Oil on Tuesday, December 5, dips towards $62 a barrel as investors took profits in the wake of OPEC and other producers’ pact to extend output cuts, although an expected drop in U.S. crude inventories lent support.

Brent crude , the global benchmark, was down 14 cents at $62.31 a barrel by 1218 GMT, sliding for a second session. U.S. crude, known as West Texas Intermediate, was down 28 cents at $57.19, Reuters reports.

Crude also slipped on concerns that the OPEC-led producer group’s Nov. 30 decision to prolong their supply-cutting deal through 2018 could bolster U.S. output, which climbed to nearly 9.5 million barrels per day in September.

“Oil prices are continuing to crumble,” said Carsten Fritsch, analyst at Commerzbank. “We attribute the price slide to profit taking by speculative investors, who were holding almost record-high net long positions ahead of OPEC’s meeting.”

The Organization of the Petroleum Exporting Countries, Russia and other non-OPEC producers last week extended the deal to cut output by 1.8 million barrels per day (bpd) until the end of 2018.

OPEC and its allies are trying to get rid of excess oil in storage.
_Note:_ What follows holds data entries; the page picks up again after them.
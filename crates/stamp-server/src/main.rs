//! stamp server binary.
//!
//! Reads `config.toml` (or the path specified with `--config`), opens the
//! SQLite identity store, and serves the JSON API over HTTP.
//!
//! # Bootstrapping an administrator
//!
//! Deletion requires an administrator, and registration never creates one:
//!
//! ```
//! cargo run -p stamp-server -- --add-admin root --contact root@example.com
//! ```
//!
//! The secret is read from stdin.

mod server_config;

use std::{
  path::{Path, PathBuf},
  sync::Arc,
};

use anyhow::Context as _;
use clap::Parser;
use stamp_core::{
  IdentityService,
  identity::{NewIdentity, Role},
  token::TokenCodec,
};
use stamp_store_sqlite::SqliteStore;
use tokio::net::TcpListener;
use tower_http::trace::TraceLayer;
use tracing::level_filters::LevelFilter;
use tracing_subscriber::EnvFilter;

use crate::server_config::ServerConfig;

#[derive(Parser)]
#[command(author, version, about = "Stamp identity server")]
struct Cli {
  /// Path to the TOML configuration file.
  #[arg(short, long, default_value = "config.toml")]
  config: PathBuf,

  /// Create an administrator with this handle (secret read from stdin) and
  /// exit.
  #[arg(long, value_name = "HANDLE", requires = "contact")]
  add_admin: Option<String>,

  /// Contact for `--add-admin`.
  #[arg(long)]
  contact: Option<String>,
}

#[tokio::main]
async fn main() -> anyhow::Result<()> {
  // Initialise tracing.
  tracing_subscriber::fmt()
    .with_env_filter(
      EnvFilter::builder()
        .with_default_directive(LevelFilter::INFO.into())
        .from_env_lossy(),
    )
    .init();

  let cli = Cli::parse();

  // Load configuration.
  let settings = config::Config::builder()
    .add_source(config::File::from(cli.config.clone()).required(false))
    .add_source(config::Environment::with_prefix("STAMP"))
    .build()
    .context("failed to read config file")?;

  let server_cfg: ServerConfig = settings
    .try_deserialize()
    .context("failed to deserialise ServerConfig")?;

  // Bad key material is fatal before anything is served.
  let codec = TokenCodec::new(server_cfg.token_key.as_bytes(), server_cfg.token_iv.as_bytes())
    .context("invalid token key material")?;

  // Expand `~` in store path.
  let store_path = expand_tilde(&server_cfg.store_path);

  // Open SQLite store.
  let store = SqliteStore::open(&store_path)
    .await
    .with_context(|| format!("failed to open store at {store_path:?}"))?;

  let service = IdentityService::new(store, codec);

  // Helper mode: provision an administrator and exit.
  if let Some(handle) = cli.add_admin {
    let contact = cli.contact.unwrap_or_default();
    let secret = read_secret_from_stdin()?;
    anyhow::ensure!(!secret.is_empty(), "secret must not be empty");
    let admin = service
      .provision(NewIdentity { handle, contact, secret, role: Role::Administrator })
      .await
      .context("failed to create administrator")?;
    println!("{}", admin.subject_id);
    return Ok(());
  }

  let app = stamp_api::api_router(Arc::new(service)).layer(TraceLayer::new_for_http());
  let address = format!("{}:{}", server_cfg.host, server_cfg.port);

  tracing::info!("Listening on http://{address}");
  let listener = TcpListener::bind(&address)
    .await
    .with_context(|| format!("failed to bind {address}"))?;

  axum::serve(listener, app).await.context("server error")?;

  Ok(())
}

/// Read a secret from stdin.
fn read_secret_from_stdin() -> anyhow::Result<String> {
  use std::io::{self, BufRead, Write};
  let stdin = io::stdin();
  print!("Secret: ");
  io::stdout().flush().ok();
  let mut line = String::new();
  stdin.lock().read_line(&mut line)?;
  Ok(
    line
      .trim_end_matches('\n')
      .trim_end_matches('\r')
      .to_string(),
  )
}

/// Expand a leading `~` to the user's home directory.
fn expand_tilde(path: &Path) -> PathBuf {
  let s = path.to_string_lossy();
  if let Some(rest) = s.strip_prefix("~/")
    && let Ok(home) = std::env::var("HOME")
  {
    return PathBuf::from(home).join(rest);
  }
  path.to_path_buf()
}

#[cfg(test)]
mod tests {
  use super::*;

  #[test]
  fn expand_tilde_leaves_plain_paths() {
    assert_eq!(expand_tilde(Path::new("/var/lib/stamp.db")), PathBuf::from("/var/lib/stamp.db"));
    assert_eq!(expand_tilde(Path::new("stamp.db")), PathBuf::from("stamp.db"));
  }
}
They have made progress in this task and the latest U.S. inventory reports are likely to show a third straight weekly drop in crude stocks. [EIA/S]

Analysts expect the reports from industry group American Petroleum Institute (API) and the government’s Energy Information Administration (EIA) to show crude stocks fell by 3.5 million barrels.

The API report is out at 2130 GMT on Tuesday, followed by the government supply report on Wednesday.

OPEC has shown strong compliance with the supply cut pledge and in November output fell by 300,000 bpd to its lowest since May, according to a Reuters survey.

However, rising U.S. oil production presents a headwind for OPEC’s efforts and data last week showed U.S. crude output rose to nearly 9.5 million bpd in September, approaching the high of 9.63 million bpd seen in 2015, Reuters reports.